You cannot get 750K transactions/second with durability for writes, or for reads when they go out of RAM. An HDD drive operates at roughly 250 ops/second, an SDD at roughly 10k ops/second (huge oversimplification, but roughly correct). Even when you batch things and sacrifice a little bit of latency, you can't get even close to 750K QPS.
InnoDB is a great engine, but we need to know exactly what the benchmarking number means before we can start relying on it.
Right: It's very workload sensitive how this is going to help. If your data set fits in memory, it's probably very good. If you're waiting on IO, the cost of SQL parsing becomes trivial in comparison.
What is actually interesting, is that InnoDB actually has some optimizations around writing that NoSQL databases do not (configure multiple read/write threads - required for raid controllers and faster SSDs). So while the benchmark does show the absolute best case, it's not like everything else is a write off.

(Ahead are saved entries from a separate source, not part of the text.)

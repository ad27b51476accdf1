// demos/train_conv.rs
//
// One convolution layer followed by a linear classifier, trained on random
// NCHW batches with an explicit tape per iteration.
use rand::{rngs::StdRng, Rng, SeedableRng};
use tapegrad::{ops, Activation, Convolution2D, Error, Linear, Sgd, Tape, Variable};
use tracing_subscriber::EnvFilter;

const BATCH_SIZE: usize = 8;
const CHANNELS: usize = 1;
const SIDE: usize = 8;
const FILTERS: usize = 4;
const KERNEL: usize = 3;
const NUM_CLASSES: usize = 3;
const ITERATIONS: usize = 20;

fn main() -> Result<(), Error> {
    tracing_subscriber::fmt()
        .with_env_filter(EnvFilter::from_default_env())
        .init();

    let conv = Convolution2D::new(CHANNELS, FILTERS, KERNEL, Activation::Relu)?;
    let out_side = SIDE - KERNEL + 1;
    let classifier = Linear::new(FILTERS * out_side * out_side, NUM_CLASSES, Activation::Identity)?;
    let sgd = Sgd::new(0.05);
    let mut rng = StdRng::seed_from_u64(42);

    for iter in 0..ITERATIONS {
        let mut tape = Tape::new();
        let pixels: Vec<f32> = (0..BATCH_SIZE * CHANNELS * SIDE * SIDE)
            .map(|_| rng.random_range(0.0..1.0))
            .collect();
        let labels: Vec<f32> = (0..BATCH_SIZE)
            .map(|_| rng.random_range(0..NUM_CLASSES) as f32)
            .collect();
        let image = Variable::from_vec("image", pixels, &[BATCH_SIZE, CHANNELS, SIDE, SIDE])?;
        let label = Variable::from_vec("label", labels, &[BATCH_SIZE, 1])?;

        let features = conv.forward(&mut tape, &image)?;
        let logits = classifier.forward(&mut tape, &features)?;
        let probs = ops::softmax(&mut tape, &logits)?;
        let per_sample = ops::cross_entropy(&mut tape, &probs, &label)?;
        let loss = ops::mean(&mut tape, &per_sample)?;
        tape.backward(&loss)?;

        sgd.step(conv.params().iter().chain(classifier.params().iter()))?;
        println!("iter {:>3}  loss {:.4}", iter, loss.to_vec()?[0]);
    }
    Ok(())
}
//! Batched record streams backed by CSV files.
//!
//! Each row holds one sample: every field flattened over its non-batch dims,
//! concatenated in declaration order. Reading yields one [`Variable`] per
//! field whose leading dim is the batch size.

use crate::array::Array;
use crate::error::Error;
use crate::graph::OpKind;
use crate::tape::Tape;
use crate::variable::Variable;

use csv::{ReaderBuilder, StringRecord};
use std::fs::File;
use std::path::{Path, PathBuf};
use tracing::debug;

/// Declared layout of one field; `dims[0]` is the batch size.
#[derive(Debug, Clone, PartialEq, Eq)]
pub struct FieldSpec {
    pub dims: Vec<usize>,
}

impl FieldSpec {
    /// Elements per sample.
    pub fn sample_len(&self) -> usize {
        self.dims[1..].iter().product()
    }
}

pub struct RecordReader {
    path: PathBuf,
    fields: Vec<FieldSpec>,
    batch_size: usize,
    reader: csv::Reader<File>,
    record: StringRecord,
    row: usize,
}

impl std::fmt::Debug for RecordReader {
    fn fmt(&self, f: &mut std::fmt::Formatter<'_>) -> std::fmt::Result {
        f.debug_struct("RecordReader")
            .field("path", &self.path)
            .field("fields", &self.fields)
            .field("batch_size", &self.batch_size)
            .field("row", &self.row)
            .finish()
    }
}

/// Opens a record stream.
///
/// `shapes` is the concatenation of every field's shape and `ranks` splits
/// it per field, so `shapes = [32, 1, 28, 28, 32, 1]` with `ranks = [4, 2]`
/// declares an image field `[32, 1, 28, 28]` and a label field `[32, 1]`.
/// All fields must share the leading batch dim. Only LoD level 0 is
/// supported.
pub fn create_reader<P: AsRef<Path>>(
    path: P,
    shapes: &[usize],
    ranks: &[usize],
    lod_levels: &[usize],
) -> Result<RecordReader, Error> {
    if ranks.is_empty() {
        return Err(Error::attribute("ranks", "at least one field is required"));
    }
    if ranks.iter().sum::<usize>() != shapes.len() {
        return Err(Error::attribute(
            "ranks",
            format!(
                "ranks {:?} do not split shapes of length {}",
                ranks,
                shapes.len()
            ),
        ));
    }
    if !lod_levels.is_empty() && lod_levels.len() != ranks.len() {
        return Err(Error::attribute(
            "lod_levels",
            format!("expected {} entries, got {}", ranks.len(), lod_levels.len()),
        ));
    }
    if let Some(&level) = lod_levels.iter().find(|&&level| level != 0) {
        return Err(Error::Unimplemented(format!(
            "LoD level {} in record reader",
            level
        )));
    }

    let mut fields = Vec::with_capacity(ranks.len());
    let mut offset = 0;
    for &rank in ranks {
        if rank == 0 {
            return Err(Error::attribute("ranks", "a field rank must be positive"));
        }
        let dims = shapes[offset..offset + rank].to_vec();
        offset += rank;
        if dims.iter().any(|&d| d == 0) {
            return Err(Error::attribute(
                "shapes",
                format!("zero-sized dim in {:?}", dims),
            ));
        }
        fields.push(FieldSpec { dims });
    }
    let batch_size = fields[0].dims[0];
    if let Some(field) = fields.iter().find(|f| f.dims[0] != batch_size) {
        return Err(Error::attribute(
            "shapes",
            format!(
                "batch dim {} disagrees with {} of the first field",
                field.dims[0], batch_size
            ),
        ));
    }

    let path = path.as_ref().to_path_buf();
    let reader = ReaderBuilder::new()
        .has_headers(false)
        .flexible(true)
        .trim(csv::Trim::All)
        .from_path(&path)?;
    debug!(path = %path.display(), fields = fields.len(), batch_size, "opened record reader");
    Ok(RecordReader {
        path,
        fields,
        batch_size,
        reader,
        record: StringRecord::new(),
        row: 0,
    })
}

impl RecordReader {
    pub fn fields(&self) -> &[FieldSpec] {
        &self.fields
    }

    pub fn batch_size(&self) -> usize {
        self.batch_size
    }

    /// Rows consumed so far.
    pub fn rows_read(&self) -> usize {
        self.row
    }

    fn row_len(&self) -> usize {
        self.fields.iter().map(FieldSpec::sample_len).sum()
    }

    /// Reads up to one batch and returns one array per field. A short final
    /// batch comes back with a smaller leading dim.
    pub fn next_batch(&mut self) -> Result<Vec<Array>, Error> {
        let row_len = self.row_len();
        let mut columns: Vec<Vec<f32>> = self
            .fields
            .iter()
            .map(|f| Vec::with_capacity(self.batch_size * f.sample_len()))
            .collect();
        let mut rows = 0;
        while rows < self.batch_size && self.reader.read_record(&mut self.record)? {
            if self.record.len() != row_len {
                return Err(Error::ShapeError(format!(
                    "Row {} of {} has {} values, expected {}",
                    self.row,
                    self.path.display(),
                    self.record.len(),
                    row_len
                )));
            }
            let mut values = self.record.iter().enumerate().map(|(col, s)| {
                s.parse::<f32>().map_err(|e| {
                    Error::InvalidOperation(format!(
                        "Invalid value at row {}, column {}: '{}' - {}",
                        self.row, col, s, e
                    ))
                })
            });
            for (field, column) in self.fields.iter().zip(columns.iter_mut()) {
                for _ in 0..field.sample_len() {
                    let value = values.next().ok_or_else(|| {
                        Error::InternalLogicError("row ended before its fields".to_string())
                    })??;
                    column.push(value);
                }
            }
            self.row += 1;
            rows += 1;
        }
        if rows == 0 {
            return Err(Error::EndOfStream);
        }
        self.fields
            .iter()
            .zip(columns)
            .map(|(field, column)| {
                let mut dims = field.dims.clone();
                dims[0] = rows;
                Array::from_vec(column, &dims)
            })
            .collect()
    }
}

/// Reads the next batch into fresh variables and records a `Read` source op.
pub fn read_next(tape: &mut Tape, reader: &mut RecordReader) -> Result<Vec<Variable>, Error> {
    let outputs: Vec<Variable> = reader
        .next_batch()?
        .into_iter()
        .map(|array| Variable::from_array("data", array))
        .collect();
    tape.record(
        OpKind::Read {
            fields: outputs.len(),
        },
        Vec::new(),
        outputs.clone(),
    )?;
    Ok(outputs)
}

A B+Tree index (assuming hot spots) can usually scale quite well for out of memory fit. This is different for example, from a hash index which aims to have random distribution to each bucket.
(Disclaimer: I work for Percona, the company that releases Percona Server).
I think that this exact post, a few months ago, could get very different comments, possibly along the lines "wow, so what the hype about NoSQL is at all?".
Instead here I see tons of comments that are to the point, that show how we are evolving as the hackers community about the ability to understand tradeoffs with database systems. This is a huge win.
Also I bet the reverse is true, that the "magical features" about NoSQL systems to be fast, scalable, handling huge data sets, fault tolerant while distributed, everything at the same time, is hardly believed at this point.
It says you still get the ACID from InnoDB in the article; I have no way to independently verify that, but since people are talking about the speed gains coming from bypassing the SQL parser it would make sense that InnoDB still sees the same basic queries and therefore has the same properties it usually does. InnoDB, despite its association with MySQL, does have ACID and transactions and stuff.
> No benchmarks, no comparative NoSQL code, and the example is trivial. There's nothing interesting here.
Yes, nothing EXCEPT raw information, that you have to access yourself. Is only spoon-feeding "interesting"?
I, for one, didn't know about this alternative MySQL connection pipeline at all. Now, I know at least that it exists, how it works, etc. I can do the benchmarks myself, if I need to.
Is the same InnoDB data available via MySQL itself still using standard SQL syntax, or is utilizing InnoDB in this manner locking it out from that?
Having a dual angle of accessing the data could be very beneficial when it comes to reporting etc, while maintaining a high throughput access for the actual production code.
You do get both forms of access, so you can make queries from both interfaces.
I believe there is a locking mechanism whereby the HandlerSocket interface holds its own lock for all its concurrent client, which it releases occasionally to allow MySQL to have access as well ('occasionally' in this case might be 'a hundred times a second' for all I know).
Note that this doesn't give you SQL or any of the benefits. For example, you can't do joins (but you could write them manually, since you get better throughput manually so the speed might outweigh the inefficiencies of multiple round-trips.
Unlikely that you could manually join tables any faster than MySQL can, given that the optimization of joins in MySQL has surely been given considerable attention.
Maybe not, but if you're bypassing MySQL's internal mutexes and SQL parser to get significantly faster results, it's possible that those speed improvements would outweigh doing two fetches via HandlerSocket.
This sounds like Drizzle, where they've modularized almost everything, and you can get similarly ultrahigh tps by keeping connections open and bypassing the standard sql parser and query planner. (Obviously, the assumption for such high numbers is that your disk array can keep up or that the transactions are only hitting memory.)
People would not be discussing speedier solutions, if there weren't these fast NoSQL DBs. Plus 1 for NoSQL.
Another aspect where this solution will always lose under real load, is the speed loss due to locking and blocking. CouchDB for instance uses MVCC, which never blocks.
The current version of Riak uses Bitcask as the default disk storage engine, but InnoDB is an option that you can use. They each work well for specific workloads - Bitcask scales up until your keys (not total data) can't fit in RAM.
InnoDB is a great engine, but we need to know exactly what the benchmarking number means before we can start relying on it.